After the swamps dried up and the lizards could no longer make a living, came the reign of the mammals; including the Mastodons and the Mammoths, marching in countless herds, trumpeting through the forests.
HOW SOME MONSTERS PLOUGHED THE FIELD
But besides what they did in the way of fertilizing the land with their flesh and bones some of the mammals did a good deal of ploughing. Among these early ploughmen were the Mastodons and the Mammoths, and another elephant-like creature with two tusks, that he wore, not after the fashion among elephants to-day, but curving down from his chin, somewhat like Uncle Sam's goatee. He used these tusks, it is supposed, not only for self-defense, but for grubbing up roots which he ate. If so, they must have been about as good ploughs as those crooked sticks that were used by the early farmers among men, and that are still in use among primitive peoples.
[THE ELEPHANT FAMILY AS PLOUGHMEN]
What makes it more likely that the creature with the down-curving tusks stirred the soil with them is that his cousins, the elephants of to-day, are themselves great ploughmen. Elephants feed, not only on grass and the tender shoots of trees, but on bulbs buried in the soil, which they hunt out by their fine sense of smell. In digging these bulbs they turn up whole acres of ground. Elephants also do a great deal of ploughing by uprooting trees so as to make it more convenient to get at their tender tops. Sir Samuel Baker, the explorer, says the work done by a herd of elephants in a mimosa forest in this way is very great and that trees over four feet in circumference are uprooted. In the case of the biggest trees several elephants work together, some pulling the tree with their trunks, while others dig under the roots with their tusks. To be sure, the mimosa-trees have no tap roots, but tearing them out of the ground is no small job, nevertheless. It takes strength and it takes engineering.
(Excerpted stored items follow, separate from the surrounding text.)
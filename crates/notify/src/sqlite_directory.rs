//! SQLite-backed read-only directory over the platform tables.
//!
//! The notification core only ever SELECTs here (the database is opened
//! read-only to make that a hard guarantee); the joins mirror the platform's
//! Allocation→Facilitator→User chain, with broken chains surfacing as `None`
//! contacts for callers to skip.

use std::path::Path;
use std::str::FromStr;
use std::sync::Mutex;

use rusqlite::{params, Connection, OpenFlags};
use tracing::info;

use coursepulse_core::{AllocationId, FacilitatorId};

use crate::directory::{
    Contact, Directory, DirectoryError, FacilitatorContact, ManagerContact, OverdueLog,
};

/// Read-only directory over the platform's SQLite database.
pub struct SqliteDirectory {
    conn: Mutex<Connection>,
}

impl SqliteDirectory {
    /// Open the platform database read-only.
    pub fn open<P: AsRef<Path>>(path: P) -> Result<Self, DirectoryError> {
        let conn = Connection::open_with_flags(
            &path,
            OpenFlags::SQLITE_OPEN_READ_ONLY | OpenFlags::SQLITE_OPEN_NO_MUTEX,
        )
        .map_err(query_err)?;
        info!(path = %path.as_ref().display(), "opened platform directory (read-only)");
        Ok(Self {
            conn: Mutex::new(conn),
        })
    }
}

fn query_err(e: rusqlite::Error) -> DirectoryError {
    DirectoryError(e.to_string())
}

fn parse_allocation(raw: &str) -> Result<AllocationId, DirectoryError> {
    AllocationId::from_str(raw).map_err(|e| DirectoryError(e.to_string()))
}

fn contact(name: Option<String>, email: Option<String>) -> Option<Contact> {
    match (name, email) {
        (Some(name), Some(email)) => Some(Contact { name, email }),
        _ => None,
    }
}

impl Directory for SqliteDirectory {
    fn overdue_logs(&self, before_week: u32) -> Result<Vec<OverdueLog>, DirectoryError> {
        let conn = self.conn.lock().unwrap();
        let mut stmt = conn
            .prepare(
                "SELECT l.week, l.allocation_id, u.name, u.email
                 FROM activity_logs l
                 JOIN allocations a ON a.id = l.allocation_id
                 LEFT JOIN facilitators f ON f.id = a.facilitator_id
                 LEFT JOIN users u ON u.id = f.user_id
                 WHERE l.week < ?1
                 ORDER BY l.week ASC, l.allocation_id ASC",
            )
            .map_err(query_err)?;

        let rows = stmt
            .query_map(params![before_week], |row| {
                Ok((
                    row.get::<_, u32>(0)?,
                    row.get::<_, String>(1)?,
                    row.get::<_, Option<String>>(2)?,
                    row.get::<_, Option<String>>(3)?,
                ))
            })
            .map_err(query_err)?;

        let mut logs = Vec::new();
        for row in rows {
            let (week, allocation_id, name, email) = row.map_err(query_err)?;
            logs.push(OverdueLog {
                week,
                allocation_id: parse_allocation(&allocation_id)?,
                facilitator: contact(name, email),
            });
        }
        Ok(logs)
    }

    fn facilitators(&self) -> Result<Vec<FacilitatorContact>, DirectoryError> {
        let conn = self.conn.lock().unwrap();
        let mut stmt = conn
            .prepare(
                "SELECT f.id, u.name, u.email, a.id
                 FROM facilitators f
                 LEFT JOIN users u ON u.id = f.user_id
                 LEFT JOIN allocations a ON a.facilitator_id = f.id
                 ORDER BY f.id ASC, a.id ASC",
            )
            .map_err(query_err)?;

        let rows = stmt
            .query_map([], |row| {
                Ok((
                    row.get::<_, String>(0)?,
                    row.get::<_, Option<String>>(1)?,
                    row.get::<_, Option<String>>(2)?,
                    row.get::<_, Option<String>>(3)?,
                ))
            })
            .map_err(query_err)?;

        // Rows arrive ordered by facilitator; fold consecutive allocation
        // rows into one contact each.
        let mut facilitators: Vec<FacilitatorContact> = Vec::new();
        let mut last_id: Option<String> = None;
        for row in rows {
            let (raw_id, name, email, allocation) = row.map_err(query_err)?;
            if last_id.as_deref() != Some(raw_id.as_str()) {
                facilitators.push(FacilitatorContact {
                    id: FacilitatorId::from_str(&raw_id)
                        .map_err(|e| DirectoryError(e.to_string()))?,
                    name: name.unwrap_or_default(),
                    email,
                    allocations: Vec::new(),
                });
                last_id = Some(raw_id);
            }
            if let Some(raw_allocation) = allocation {
                let parsed = parse_allocation(&raw_allocation)?;
                if let Some(current) = facilitators.last_mut() {
                    current.allocations.push(parsed);
                }
            }
        }
        Ok(facilitators)
    }

    fn managers(&self) -> Result<Vec<ManagerContact>, DirectoryError> {
        let conn = self.conn.lock().unwrap();
        let mut stmt = conn
            .prepare(
                "SELECT u.name, u.email
                 FROM managers m
                 LEFT JOIN users u ON u.id = m.user_id
                 ORDER BY m.id ASC",
            )
            .map_err(query_err)?;

        let rows = stmt
            .query_map([], |row| {
                Ok((
                    row.get::<_, Option<String>>(0)?,
                    row.get::<_, Option<String>>(1)?,
                ))
            })
            .map_err(query_err)?;

        let mut managers = Vec::new();
        for row in rows {
            let (name, email) = row.map_err(query_err)?;
            managers.push(ManagerContact {
                name: name.unwrap_or_default(),
                email,
            });
        }
        Ok(managers)
    }
}

#[cfg(test)]
mod tests {
    use super::*;
    use coursepulse_core::UserId;

    const PLATFORM_SCHEMA: &str = "
    CREATE TABLE users (id TEXT PRIMARY KEY, name TEXT NOT NULL, email TEXT NOT NULL);
    CREATE TABLE facilitators (id TEXT PRIMARY KEY, user_id TEXT);
    CREATE TABLE managers (id TEXT PRIMARY KEY, user_id TEXT);
    CREATE TABLE allocations (id TEXT PRIMARY KEY, facilitator_id TEXT NOT NULL);
    CREATE TABLE activity_logs (id TEXT PRIMARY KEY, allocation_id TEXT NOT NULL, week INTEGER NOT NULL);
    ";

    struct Fixture {
        _dir: tempfile::TempDir,
        directory: SqliteDirectory,
    }

    fn seed(populate: impl FnOnce(&Connection)) -> Fixture {
        let dir = tempfile::tempdir().unwrap();
        let path = dir.path().join("platform.db");
        let conn = Connection::open(&path).unwrap();
        conn.execute_batch(PLATFORM_SCHEMA).unwrap();
        populate(&conn);
        drop(conn);
        Fixture {
            _dir: dir,
            directory: SqliteDirectory::open(&path).unwrap(),
        }
    }

    fn insert_user(conn: &Connection, name: &str, email: &str) -> UserId {
        let id = UserId::new();
        conn.execute(
            "INSERT INTO users (id, name, email) VALUES (?1, ?2, ?3)",
            params![id.to_string(), name, email],
        )
        .unwrap();
        id
    }

    fn insert_facilitator(conn: &Connection, user_id: Option<UserId>) -> FacilitatorId {
        let id = FacilitatorId::new();
        conn.execute(
            "INSERT INTO facilitators (id, user_id) VALUES (?1, ?2)",
            params![id.to_string(), user_id.map(|u| u.to_string())],
        )
        .unwrap();
        id
    }

    fn insert_allocation(conn: &Connection, facilitator_id: FacilitatorId) -> AllocationId {
        let id = AllocationId::new();
        conn.execute(
            "INSERT INTO allocations (id, facilitator_id) VALUES (?1, ?2)",
            params![id.to_string(), facilitator_id.to_string()],
        )
        .unwrap();
        id
    }

    fn insert_log(conn: &Connection, allocation_id: AllocationId, week: u32) {
        conn.execute(
            "INSERT INTO activity_logs (id, allocation_id, week) VALUES (?1, ?2, ?3)",
            params![uuid::Uuid::now_v7().to_string(), allocation_id.to_string(), week],
        )
        .unwrap();
    }

    #[test]
    fn overdue_logs_resolve_the_facilitator_chain() {
        let fixture = seed(|conn| {
            let user = insert_user(conn, "F", "f@x.com");
            let facilitator = insert_facilitator(conn, Some(user));
            let allocation = insert_allocation(conn, facilitator);
            insert_log(conn, allocation, 1);
            insert_log(conn, allocation, 5); // not overdue at before_week=5
        });

        let logs = fixture.directory.overdue_logs(5).unwrap();
        assert_eq!(logs.len(), 1);
        assert_eq!(logs[0].week, 1);
        assert_eq!(
            logs[0].facilitator,
            Some(Contact {
                name: "F".to_string(),
                email: "f@x.com".to_string(),
            })
        );
    }

    #[test]
    fn broken_chains_come_back_without_a_contact() {
        let fixture = seed(|conn| {
            let facilitator = insert_facilitator(conn, None); // no user
            let allocation = insert_allocation(conn, facilitator);
            insert_log(conn, allocation, 2);
        });

        let logs = fixture.directory.overdue_logs(5).unwrap();
        assert_eq!(logs.len(), 1);
        assert!(logs[0].facilitator.is_none());
    }

    #[test]
    fn facilitators_carry_all_their_allocations() {
        let fixture = seed(|conn| {
            let user = insert_user(conn, "F", "f@x.com");
            let facilitator = insert_facilitator(conn, Some(user));
            insert_allocation(conn, facilitator);
            insert_allocation(conn, facilitator);
            insert_allocation(conn, facilitator);

            let idle_user = insert_user(conn, "Idle", "idle@x.com");
            insert_facilitator(conn, Some(idle_user));
        });

        let mut facilitators = fixture.directory.facilitators().unwrap();
        facilitators.sort_by_key(|f| f.allocations.len());

        assert_eq!(facilitators.len(), 2);
        assert_eq!(facilitators[0].allocations.len(), 0);
        assert_eq!(facilitators[1].allocations.len(), 3);
        assert_eq!(facilitators[1].email.as_deref(), Some("f@x.com"));
    }

    #[test]
    fn managers_list_resolves_user_rows() {
        let fixture = seed(|conn| {
            let user = insert_user(conn, "M", "m@x.com");
            conn.execute(
                "INSERT INTO managers (id, user_id) VALUES (?1, ?2)",
                params![uuid::Uuid::now_v7().to_string(), user.to_string()],
            )
            .unwrap();
            conn.execute(
                "INSERT INTO managers (id, user_id) VALUES (?1, NULL)",
                params![uuid::Uuid::now_v7().to_string()],
            )
            .unwrap();
        });

        let managers = fixture.directory.managers().unwrap();
        assert_eq!(managers.len(), 2);
        let with_email: Vec<_> = managers.iter().filter(|m| m.email.is_some()).collect();
        assert_eq!(with_email.len(), 1);
        assert_eq!(with_email[0].email.as_deref(), Some("m@x.com"));
    }
}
Another early ploughman was a bird, the Moa. The Moa had no wings, but his muscular legs were simply enormous, and so were his feet. New Zealand seems to have been the headquarters of the Moas. There used to be loads of them as shown by the huge deposits of their bones. They are supposed to have been killed in countless numbers during the Ice Ages in the Southern Hemisphere; for there were Ice Ages in the Southern as well as the Northern Hemisphere. In one great morass in New Zealand abounding in warm springs, bones of the Moas were found in such countless numbers, layer upon layer, that it is thought the big birds gathered at these springs to keep warm during those great freezes.